Objective – To determine whether use of federated searching by undergraduates saves time, meets their information needs, is preferred over searching databases individually, and provides results of higher quality.

Design – Crossover study.

Setting – Three American universities, all members of the Consortium of Church Libraries & Archives (CCLA): BYU (Brigham Young University, a large research university); BYUH (Brigham Young University – Hawaii, a small baccalaureate college); and BYUI (Brigham Young University – Idaho, a large baccalaureate college)

Subjects – Ninety-five participants recruited via e-mail invitations sent to a random sample of currently enrolled undergraduates at BYU, BYUH, and BYUI.

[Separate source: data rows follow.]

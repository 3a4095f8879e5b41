//! Authentication of inbound calls.
//!
//! A call carries an opaque bearer credential. [`StreamAuthenticator`]
//! classifies it with an ordered [`SchemeChain`] and resolves it to exactly
//! one [`Identity`], which handlers read back through [`AuthContext`].

pub mod admin;
pub mod agents;
pub mod authenticator;
pub mod client_keys;
pub mod context;
pub mod credential;
pub mod identity;
pub mod jwt;
pub mod queries;
pub mod scheme;
pub mod users;

pub use authenticator::StreamAuthenticator;
pub use context::AuthContext;
pub use credential::{Credential, Profile};
pub use identity::{Identity, IdentityVariant};
pub use scheme::{CredentialScheme, SchemeChain};

use thiserror::Error;

/// Caller-facing message for every credential failure.
pub const MSG_INVALID_AUTHENTICATION: &str = "invalid authentication";

/// Authentication errors surfaced to the caller.
///
/// `Unauthenticated` messages are deliberately uniform; validator detail is
/// logged server-side only.
#[derive(Debug, Error)]
pub enum AuthError {
    #[error("{0}")]
    InvalidRequest(String),

    #[error("{0}")]
    Unauthenticated(String),

    #[error("{0}")]
    Internal(String),
}

impl AuthError {
    /// The uniform credential rejection.
    pub fn invalid_authentication() -> Self {
        Self::Unauthenticated(MSG_INVALID_AUTHENTICATION.into())
    }
}

/// Errors returned by credential validators (agent, client-key and user
/// lookups, token exchange).
#[derive(Debug, Error)]
pub enum ValidatorError {
    #[error("Invalid DSN: {0}")]
    InvalidDsn(String),

    #[error("Token error: {0}")]
    TokenError(String),

    #[error("Token exchange failed: {0}")]
    Exchange(#[from] reqwest::Error),

    #[error("Database error: {0}")]
    DbError(#[from] sqlx::Error),
}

Methods – Participants were given written directions to complete a literature search for journal articles on two biology-related topics using two search methods: 1. federated searching with WebFeat® (implemented in the same way for this study at the three universities) and 2. a hyperlinked list of databases to search individually. Both methods used the same set of seven databases. Each topic was assigned in random order to one of the two search methods, also assigned in random order, for a total of two searches per participant. The time to complete the searches was recorded. Students compiled their list of citations, which were later normalized and graded. To analyze the quality of the citations, one quantitative rubric was created by librarians and one qualitative rubric was approved by a faculty member at BYU. The librarian-created rubric included the journal impact factor (from ISI’s Journal Citation Reports®), the proportion of citations from peer-reviewed journals (determined from Ulrichsweb.com™) to total citations, and the timeliness of the articles. The faculty-approved rubric included three criteria: relevance to the topic, quality of the individual citations (good quality: primary research results, peer-reviewed sources), and number of citations. Data were then analysed using ANOVA and MANOVA. Finally, librarians at the ACRL 13th National Conference Presentation were polled about their perceptions of the time savings of federated searching, whether the method meets undergraduates’ information needs, undergraduate preference for searching, and the quality of citations found.

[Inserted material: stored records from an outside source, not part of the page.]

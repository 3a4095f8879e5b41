//! Client-key (DSN) authentication for legacy client builds.
//!
//! Older SDK and sidecar builds present a DSN of the form
//! `grpc[s]://<name>:<secret>@<host>[:<port>]` instead of a prefixed token.
//! They are recognized by their user agent.

use std::sync::Arc;

use async_trait::async_trait;
use http::HeaderMap;
use sqlx::PgPool;
use tracing::{debug, error};
use url::Url;

use super::credential::scrubbed;
use super::queries::{find_active_client_key, hash_secret};
use super::{AuthError, Credential, CredentialScheme, Identity, ValidatorError};
use crate::models::auth::ClientKey;

/// User-agent prefix of legacy clients (`gateagent/sdk`, `gateagent/sidecar`).
pub const LEGACY_USER_AGENT_PREFIX: &str = "gateagent/s";

/// The parts of a DSN needed for lookup.
#[derive(Debug, Clone, PartialEq, Eq)]
pub struct ParsedDsn {
    pub name: String,
    pub secret_hash: String,
    pub address: String,
}

/// Parse a client DSN. The secret is hashed immediately.
pub fn parse_dsn(dsn: &str) -> Result<ParsedDsn, ValidatorError> {
    let url = Url::parse(dsn).map_err(|e| ValidatorError::InvalidDsn(e.to_string()))?;
    if !matches!(url.scheme(), "grpc" | "grpcs") {
        return Err(ValidatorError::InvalidDsn(format!(
            "unsupported scheme '{}'",
            url.scheme()
        )));
    }
    let name = url.username();
    let secret = url.password().unwrap_or_default();
    if name.is_empty() || secret.is_empty() {
        return Err(ValidatorError::InvalidDsn("missing key name or secret".into()));
    }
    let host = url
        .host_str()
        .ok_or_else(|| ValidatorError::InvalidDsn("missing host".into()))?;
    let address = match url.port() {
        Some(port) => format!("{host}:{port}"),
        None => host.to_string(),
    };
    Ok(ParsedDsn {
        name: name.to_string(),
        secret_hash: hash_secret(secret),
        address,
    })
}

/// Client-key validation.
///
/// `Err` means the DSN could not be validated at all; `Ok(None)` means it
/// is well formed but unknown or inactive.
#[async_trait]
pub trait ClientKeyStore: Send + Sync {
    async fn validate_dsn(&self, dsn: &str) -> Result<Option<ClientKey>, ValidatorError>;
}

/// Client keys stored in PostgreSQL.
pub struct PgClientKeyStore {
    pool: PgPool,
}

impl PgClientKeyStore {
    pub fn new(pool: PgPool) -> Self {
        Self { pool }
    }
}

#[async_trait]
impl ClientKeyStore for PgClientKeyStore {
    async fn validate_dsn(&self, dsn: &str) -> Result<Option<ClientKey>, ValidatorError> {
        let parsed = parse_dsn(dsn)?;
        find_active_client_key(&self.pool, &parsed.name, &parsed.secret_hash).await
    }
}

/// Client-key scheme: claims calls from legacy user agents.
pub struct ClientKeyScheme {
    store: Arc<dyn ClientKeyStore>,
}

impl ClientKeyScheme {
    pub fn new(store: Arc<dyn ClientKeyStore>) -> Self {
        Self { store }
    }
}

#[async_trait]
impl CredentialScheme for ClientKeyScheme {
    fn name(&self) -> &'static str {
        "client_key"
    }

    fn matches(&self, credential: &Credential) -> bool {
        credential
            .user_agent()
            .is_some_and(|ua| ua.starts_with(LEGACY_USER_AGENT_PREFIX))
    }

    async fn authenticate(
        &self,
        credential: &Credential,
        metadata: &HeaderMap,
    ) -> Result<Identity, AuthError> {
        match self.store.validate_dsn(credential.token()).await {
            Ok(Some(key)) => Ok(Identity::ClientKey(key)),
            Ok(None) => {
                debug!(
                    tokenlen = credential.token().len(),
                    metadata = ?scrubbed(metadata),
                    "invalid client key authentication"
                );
                Err(AuthError::invalid_authentication())
            }
            Err(e) => {
                error!("failed validating dsn authentication, err={e}");
                Err(AuthError::Internal("failed validating dsn".into()))
            }
        }
    }
}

Main Results – Seventy percent of all participants preferred federated searching. For all schools combined, there was no statistically significant difference between the average time taken using federated searching (20.34 minutes) vs. non-federated searching (22.72 minutes). For all schools combined, there was a statistically significant difference in satisfaction of results favouring federated searching (5.59/7 vs. 4.80/7 for non-federated searching, α = .05). According to the librarian-created rubric, citations retrieved from federated searching were a statistically significant 6% lower in quality than citations retrieved from non-federated searching (α = .05). The faculty-approved rubric did not detect a difference in the quality of the citations retrieved using the 2 methods. Librarians’ perceptions as assessed at the ACRL 13th National Conference
Presentation generally matched the authors’ findings.

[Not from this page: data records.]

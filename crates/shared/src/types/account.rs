//! Account domain types.

use chrono::NaiveDate;
use rust_decimal::Decimal;
use serde::{Deserialize, Serialize};

use super::id::{AccountId, FolderId};

/// Account categories supported by the backend (closed set).
#[derive(Debug, Clone, Copy, PartialEq, Eq, Hash, Serialize, Deserialize)]
#[serde(rename_all = "lowercase")]
pub enum AccountType {
    /// Day-to-day checking account.
    Checking,
    /// Recurring bill account.
    Bill,
    /// Discretionary expense account.
    Expense,
    /// Savings goal with a target amount and deadline.
    Goal,
    /// General savings account.
    Savings,
    /// Investment account.
    Investment,
}

impl AccountType {
    /// Returns the wire representation of this account type.
    #[must_use]
    pub const fn as_str(self) -> &'static str {
        match self {
            Self::Checking => "checking",
            Self::Bill => "bill",
            Self::Expense => "expense",
            Self::Goal => "goal",
            Self::Savings => "savings",
            Self::Investment => "investment",
        }
    }
}

impl std::fmt::Display for AccountType {
    fn fmt(&self, f: &mut std::fmt::Formatter<'_>) -> std::fmt::Result {
        f.write_str(self.as_str())
    }
}

/// Budget health, derived server-side from budget utilization.
#[derive(Debug, Clone, Copy, PartialEq, Eq, Serialize, Deserialize)]
#[serde(rename_all = "snake_case")]
pub enum HealthStatus {
    /// Spending is comfortably within budget.
    Healthy,
    /// Utilization is approaching the budget ceiling.
    Warning,
    /// Spending has exceeded the monthly budget.
    OverBudget,
}

impl std::fmt::Display for HealthStatus {
    fn fmt(&self, f: &mut std::fmt::Formatter<'_>) -> std::fmt::Result {
        let label = match self {
            Self::Healthy => "healthy",
            Self::Warning => "warning",
            Self::OverBudget => "over_budget",
        };
        f.write_str(label)
    }
}

/// A single account as returned by the backend.
///
/// `budget_utilization` and `health_status` are computed server-side; the
/// client only renders them.
#[derive(Debug, Clone, Serialize, Deserialize)]
pub struct Account {
    /// Account ID.
    pub id: AccountId,
    /// Display name.
    pub name: String,
    /// Account category.
    #[serde(rename = "type")]
    pub account_type: AccountType,
    /// Owning folder.
    pub folder_id: FolderId,
    /// Optional monthly budget (zero when unset).
    #[serde(default)]
    pub monthly_budget: Decimal,
    /// Target amount for goal accounts (zero when unset).
    #[serde(default)]
    pub target_amount: Decimal,
    /// Deadline for goal accounts.
    #[serde(default)]
    pub deadline: Option<NaiveDate>,
    /// Current balance.
    #[serde(default)]
    pub current_balance: Decimal,
    /// Budget utilization percentage (server-derived).
    #[serde(default)]
    pub budget_utilization: Decimal,
    /// Budget health (server-derived).
    pub health_status: HealthStatus,
    /// Number of recorded transactions.
    #[serde(default)]
    pub transaction_count: u32,
}

impl Account {
    /// Returns `true` if a monthly budget is set.
    #[must_use]
    pub fn has_budget(&self) -> bool {
        !self.monthly_budget.is_zero()
    }

    /// Returns `true` if this is a goal account with a target.
    #[must_use]
    pub fn has_goal(&self) -> bool {
        self.account_type == AccountType::Goal && !self.target_amount.is_zero()
    }
}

Conclusion – Overall, students in this study preferred federated searching, were more satisfied with the results of federated searching, and saved time (although the savings were not statistically significant). The quality of citations retrieved via both methods was judged to be similar. The study provides useful information for librarians interested in users’ experiences and perceptions of federated searching, and indicates future studies worth conducting.